By Jim Collins. Collins digs into the collapse of several large companies to uncover the themes driving the collapse.
Collins contends that collapse goes through five stages...
Stage 1. Hubris born of success. The companies views success as an entitlment. When “we are successful because we do these specific things” replaces penetrating understanding and insight from “we are successful because we understand why we do these specific things,” decline will likely follow.
Stage 2. Undiciplined persuit of more.
The greatest warning sign for declining companies is a declining proportion of key seats filled with the right people. Collins covered this in "Good to Great" as well. He strongly belives that great people drive success more than great vision or process.
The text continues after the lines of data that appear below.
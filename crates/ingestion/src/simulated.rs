//! Simulated measurement source
//!
//! Emits one batch per sample interval with a value per signal. Delivery
//! jitter, late samples and bad-time flags are injected at configured rates so
//! the concentrator's tolerance handling can be exercised without devices.

use std::f64::consts::TAU;
use std::sync::atomic::{AtomicBool, Ordering};
use std::sync::Arc;
use std::time::Duration;

use contracts::{
    now_ticks, ticks_from_seconds, ticks_to_seconds, Measurement, MeasurementKey,
    MeasurementStateFlags, SourceConfig, Ticks, TICKS_PER_SECOND,
};
use rand::rngs::StdRng;
use rand::{Rng, SeedableRng};
use tokio::time::MissedTickBehavior;
use tracing::{debug, trace};

use crate::adapter::MeasurementSource;
use crate::backpressure::{BatchSender, MeasurementBatch};
use crate::config::IngestionMetrics;
use crate::error::{IngestionError, Result};

/// Default age of samples injected as late
const DEFAULT_LATE_DELAY: Duration = Duration::from_secs(10);

/// One generated sample and how long to hold it before delivery
#[derive(Debug, Clone)]
pub struct GeneratedBatch {
    pub batch: MeasurementBatch,
    pub delay: Duration,
    pub late: bool,
    pub bad_time: bool,
}

/// Deterministic core of a simulated source.
pub struct SampleGenerator {
    source: Arc<str>,
    keys: Arc<[MeasurementKey]>,
    interval: Ticks,
    clock_offset: Ticks,
    late_delay: Ticks,
    jitter_ms: f64,
    late_probability: f64,
    bad_time_probability: f64,
    rng: StdRng,
}

impl SampleGenerator {
    fn new(
        config: &SourceConfig,
        keys: Arc<[MeasurementKey]>,
        late_delay: Duration,
        rng: StdRng,
    ) -> Self {
        Self {
            source: config.name.as_str().into(),
            keys,
            interval: ((TICKS_PER_SECOND as f64 / config.rate_hz).round() as Ticks).max(1),
            clock_offset: ticks_from_seconds(config.clock_offset_ms / 1000.0),
            late_delay: ticks_from_seconds(late_delay.as_secs_f64()),
            jitter_ms: config.jitter_ms,
            late_probability: config.late_probability,
            bad_time_probability: config.bad_time_probability,
            rng,
        }
    }

    /// Device timestamp for a sample taken at `now`, aligned to the sample interval.
    pub fn sample_timestamp(&self, now: Ticks) -> Ticks {
        let device = now + self.clock_offset;
        let base = device - device.rem_euclid(TICKS_PER_SECOND);
        let offset = device - base;
        base + offset - offset % self.interval
    }

    /// Produce the batch for the sample instant containing `now`.
    pub fn next_batch(&mut self, now: Ticks) -> GeneratedBatch {
        let mut timestamp = self.sample_timestamp(now);

        let late = self.late_probability > 0.0 && self.rng.random_bool(self.late_probability);
        if late {
            timestamp -= self.late_delay;
        }

        let bad_time =
            self.bad_time_probability > 0.0 && self.rng.random_bool(self.bad_time_probability);
        let flags = if bad_time {
            MeasurementStateFlags::BAD_TIME
        } else {
            MeasurementStateFlags::NORMAL
        };

        let seconds = ticks_to_seconds(timestamp);
        let measurements = self
            .keys
            .iter()
            .enumerate()
            .map(|(i, key)| {
                let phase = i as f64 * TAU / self.keys.len() as f64;
                let value = 100.0 * (i as f64 + 1.0) + (TAU * 0.5 * seconds + phase).sin();
                Measurement::new(key.clone(), value, timestamp)
                    .with_flags(flags)
                    .with_received_timestamp(now)
            })
            .collect();

        let delay = if self.jitter_ms > 0.0 {
            Duration::from_secs_f64(self.rng.random_range(0.0..self.jitter_ms) / 1000.0)
        } else {
            Duration::ZERO
        };

        GeneratedBatch {
            batch: MeasurementBatch {
                source: Arc::clone(&self.source),
                measurements,
            },
            delay,
            late,
            bad_time,
        }
    }
}

/// Source producing synthetic measurements at `rate_hz`.
pub struct SimulatedSource {
    config: SourceConfig,
    keys: Arc<[MeasurementKey]>,
    late_delay: Duration,
    seed: Option<u64>,
    running: Arc<AtomicBool>,
}

impl SimulatedSource {
    /// Create a source; every signal gets a freshly generated key.
    pub fn new(config: SourceConfig) -> Result<Self> {
        if config.rate_hz <= 0.0 || !config.rate_hz.is_finite() {
            return Err(IngestionError::InvalidSource {
                source_name: config.name.clone(),
                message: format!("rate_hz must be > 0, got {}", config.rate_hz),
            });
        }
        if config.signal_count == 0 {
            return Err(IngestionError::InvalidSource {
                source_name: config.name.clone(),
                message: "signal_count must be > 0".into(),
            });
        }
        for p in [config.late_probability, config.bad_time_probability] {
            if !(0.0..=1.0).contains(&p) {
                return Err(IngestionError::InvalidSource {
                    source_name: config.name.clone(),
                    message: format!("probability {p} outside [0, 1]"),
                });
            }
        }

        let keys: Arc<[MeasurementKey]> = (1..=config.signal_count)
            .map(|id| MeasurementKey::generate(&config.name, id))
            .collect();

        Ok(Self {
            config,
            keys,
            late_delay: DEFAULT_LATE_DELAY,
            seed: None,
            running: Arc::new(AtomicBool::new(false)),
        })
    }

    /// How far in the past late samples are stamped.
    pub fn with_late_delay(mut self, delay: Duration) -> Self {
        self.late_delay = delay;
        self
    }

    /// Fix the random sequence.
    pub fn with_seed(mut self, seed: u64) -> Self {
        self.seed = Some(seed);
        self
    }

    pub fn keys(&self) -> &[MeasurementKey] {
        &self.keys
    }

    pub fn config(&self) -> &SourceConfig {
        &self.config
    }

    /// Generator with this source's settings, usable without a runtime.
    pub fn generator(&self) -> SampleGenerator {
        let rng = match self.seed {
            Some(seed) => StdRng::seed_from_u64(seed),
            None => StdRng::from_os_rng(),
        };
        SampleGenerator::new(&self.config, Arc::clone(&self.keys), self.late_delay, rng)
    }
}

impl MeasurementSource for SimulatedSource {
    fn name(&self) -> &str {
        &self.config.name
    }

    fn signal_count(&self) -> usize {
        self.keys.len()
    }

    fn start(&self, tx: BatchSender, metrics: Arc<IngestionMetrics>) {
        if self.running.swap(true, Ordering::SeqCst) {
            return;
        }

        let mut generator = self.generator();
        let running = Arc::clone(&self.running);
        let name = self.config.name.clone();
        let period = Duration::from_secs_f64(1.0 / self.config.rate_hz);

        tokio::spawn(async move {
            debug!(source = %name, period_ms = period.as_secs_f64() * 1000.0, "simulated source started");
            let mut ticker = tokio::time::interval(period);
            ticker.set_missed_tick_behavior(MissedTickBehavior::Skip);

            while running.load(Ordering::Relaxed) {
                ticker.tick().await;
                if !running.load(Ordering::Relaxed) {
                    break;
                }

                let generated = generator.next_batch(now_ticks());
                if generated.late {
                    metrics.record_late();
                }
                if generated.bad_time {
                    metrics.record_bad_time();
                }

                if generated.delay.is_zero() {
                    if let Err(e) = tx.send(generated.batch, &metrics) {
                        debug!(source = %name, error = %e, "simulated source channel closed");
                        break;
                    }
                } else {
                    let tx = tx.clone();
                    let metrics = Arc::clone(&metrics);
                    tokio::spawn(async move {
                        tokio::time::sleep(generated.delay).await;
                        let _ = tx.send(generated.batch, &metrics);
                    });
                }
                trace!(source = %name, "sample generated");
            }

            running.store(false, Ordering::SeqCst);
            debug!(source = %name, "simulated source stopped");
        });
    }

    fn stop(&self) {
        self.running.store(false, Ordering::SeqCst);
    }

    fn is_running(&self) -> bool {
        self.running.load(Ordering::Relaxed)
    }
}

#[cfg(test)]
mod tests {
    use super::*;
    use crate::backpressure::batch_channel;
    use crate::config::DropPolicy;

    const EPOCH: Ticks = 1_700_000_000 * TICKS_PER_SECOND;

    fn source_config(name: &str) -> SourceConfig {
        SourceConfig {
            name: name.into(),
            signal_count: 3,
            rate_hz: 30.0,
            jitter_ms: 0.0,
            late_probability: 0.0,
            bad_time_probability: 0.0,
            clock_offset_ms: 0.0,
        }
    }

    #[test]
    fn test_invalid_source() {
        let mut config = source_config("PMU1");
        config.rate_hz = 0.0;
        assert!(SimulatedSource::new(config).is_err());

        let mut config = source_config("PMU1");
        config.signal_count = 0;
        assert!(SimulatedSource::new(config).is_err());
    }

    #[test]
    fn test_keys_per_signal() {
        let source = SimulatedSource::new(source_config("PMU1")).unwrap();
        assert_eq!(source.keys().len(), 3);
        assert!(source.keys().iter().all(|k| k.source() == "PMU1"));
        assert_eq!(source.keys()[2].id(), 3);
    }

    #[test]
    fn test_timestamps_aligned_to_sample_interval() {
        let source = SimulatedSource::new(source_config("PMU1")).unwrap();
        let generator = source.generator();
        let interval = (TICKS_PER_SECOND as f64 / 30.0).round() as Ticks;

        assert_eq!(generator.sample_timestamp(EPOCH + 5), EPOCH);
        assert_eq!(generator.sample_timestamp(EPOCH + interval + 5), EPOCH + interval);
    }

    #[test]
    fn test_clock_offset_applied() {
        let mut config = source_config("PMU1");
        config.clock_offset_ms = 1000.0;
        let source = SimulatedSource::new(config).unwrap();
        assert_eq!(source.generator().sample_timestamp(EPOCH), EPOCH + TICKS_PER_SECOND);
    }

    #[test]
    fn test_batch_contents() {
        let source = SimulatedSource::new(source_config("PMU1")).unwrap().with_seed(7);
        let generated = source.generator().next_batch(EPOCH + 10);

        assert_eq!(generated.batch.measurements.len(), 3);
        assert!(!generated.late);
        assert_eq!(generated.delay, Duration::ZERO);
        for m in &generated.batch.measurements {
            assert_eq!(m.timestamp, EPOCH);
            assert_eq!(m.received_timestamp, EPOCH + 10);
            assert!(m.timestamp_is_good());
        }
    }

    #[test]
    fn test_fault_injection() {
        let mut config = source_config("PMU1");
        config.late_probability = 1.0;
        config.bad_time_probability = 1.0;
        config.jitter_ms = 20.0;
        let source = SimulatedSource::new(config)
            .unwrap()
            .with_seed(42)
            .with_late_delay(Duration::from_secs(5));

        let generated = source.generator().next_batch(EPOCH);
        assert!(generated.late);
        assert!(generated.bad_time);
        assert!(generated.delay < Duration::from_millis(20));
        let m = &generated.batch.measurements[0];
        assert_eq!(m.timestamp, EPOCH - 5 * TICKS_PER_SECOND);
        assert!(!m.timestamp_is_good());
    }

    #[tokio::test]
    async fn test_source_emits_batches() {
        let source = SimulatedSource::new(source_config("PMU1")).unwrap();
        let metrics = Arc::new(IngestionMetrics::new());
        let (tx, rx) = batch_channel(16, DropPolicy::DropNewest);

        source.start(tx, Arc::clone(&metrics));
        assert!(source.is_running());

        for _ in 0..3 {
            let batch = rx.recv().await.unwrap();
            assert_eq!(&*batch.source, "PMU1");
            assert_eq!(batch.measurements.len(), 3);
        }

        source.stop();
        assert!(!source.is_running());
        assert!(metrics.snapshot().batches_sent >= 3);
    }
}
Stage 3. Denial of risk and peril. when those in power blame others or external factors for what has gone wrong, rather than confronting the frightening reality that the company may be in serious trouble. Another manifestation of denial that occurs in stage 3 is obsessive reorganisation. Reorganising and restructuring can create a false sense that you are actually doing something productive. When you begin to respond to data and warning signs with reorganisation as a primary strategy, you may well be in denial
Stage 4. Grasping for salvation. begins when an organisation reacts to a downturn by lurching for a silver bullet. The key point is that they go for a quick, big solution to jump-start a recovery rather than embarking on the slower more arduous process of rebuilding long-term momentum. The signature of mediocrity in dying companies is not an unwillingness to change, but chronic inconsistency.
That's in important point-- silver bullets don't work, or rather they don't appear reliably enough to use as a strategy.
Stage 5. Capitulation to irrelevance or death.